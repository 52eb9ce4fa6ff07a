//! Optimizer spec validation logic

use super::error::ValidationError;
use crate::config::schema::{OptimSpec, KNOWN_PARAMS, PARAM_BETA1, PARAM_BETA2};

/// Validate an optimizer specification
///
/// Checks:
/// - The optimizer name is known
/// - No unrecognized parameters are present
/// - Parameters have the right types
/// - Numeric values are in valid ranges
pub fn validate_spec(spec: &OptimSpec) -> Result<(), ValidationError> {
    if !spec.name.eq_ignore_ascii_case("adamr") {
        return Err(ValidationError::InvalidOptimizer(spec.name.clone()));
    }

    if !(spec.lr > 0.0 && spec.lr.is_finite()) {
        return Err(ValidationError::InvalidLearningRate(spec.lr));
    }

    // Sorted so the reported key is deterministic
    let mut unknown: Vec<&String> =
        spec.params.keys().filter(|k| !KNOWN_PARAMS.contains(&k.as_str())).collect();
    unknown.sort();
    if let Some(key) = unknown.first() {
        return Err(ValidationError::UnknownParam((*key).clone()));
    }

    let config = spec.to_config()?;

    for (name, value) in [(PARAM_BETA1, config.betas.0), (PARAM_BETA2, config.betas.1)] {
        if !(0.0..1.0).contains(&value) {
            return Err(ValidationError::InvalidBeta { name, value });
        }
    }

    if !(config.eps >= 0.0 && config.eps.is_finite()) {
        return Err(ValidationError::InvalidEps(config.eps));
    }

    if !(0.0..=1.0).contains(&config.recover_level) {
        return Err(ValidationError::InvalidRecoverLevel(config.recover_level));
    }

    if !(config.recover_pow > 0.0 && config.recover_pow.is_finite()) {
        return Err(ValidationError::InvalidRecoverPow(config.recover_pow));
    }

    if !config.weight_decay.is_finite() {
        return Err(ValidationError::InvalidWeightDecay(config.weight_decay));
    }

    Ok(())
}
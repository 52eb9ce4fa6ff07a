//! Property-based convergence tests for AdamR
//!
//! These tests validate optimizer behaviour on:
//! - Quadratic convergence (convex, optimal solution at origin)
//! - Ill-conditioned problems (tests numerical stability)
//! - High-dimensional problems (tests scalability)
//! - Numerical edge cases (very small/large gradients)
//! - Recovery dynamics (pull toward the starting point)
//!
//! Tests are organized by update branch:
//! - `plain_tests` - recovery disabled (coupled weight decay)
//! - `recover_tests` - recovery enabled

mod helpers;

──────────

** What is being asked **
Beginning with the line containing "return Err(ValidationError::InvalidEps(config.eps));" in the material above, copy every line exactly until you have copied the line containing "(tests numerical stability)".

** Problem solution **
        return Err(ValidationError::InvalidEps(config.eps));
    }

    if !(0.0..=1.0).contains(&config.recover_level) {
        return Err(ValidationError::InvalidRecoverLevel(config.recover_level));
    }

    if !(config.recover_pow > 0.0 && config.recover_pow.is_finite()) {
        return Err(ValidationError::InvalidRecoverPow(config.recover_pow));
    }

    if !config.weight_decay.is_finite() {
        return Err(ValidationError::InvalidWeightDecay(config.weight_decay));
    }

    Ok(())
}
repository 52eb9ce4fa6ff07a
//! Property-based convergence tests for AdamR
//!
//! These tests validate optimizer behaviour on:
//! - Quadratic convergence (convex, optimal solution at origin)
//! - Ill-conditioned problems (tests numerical stability)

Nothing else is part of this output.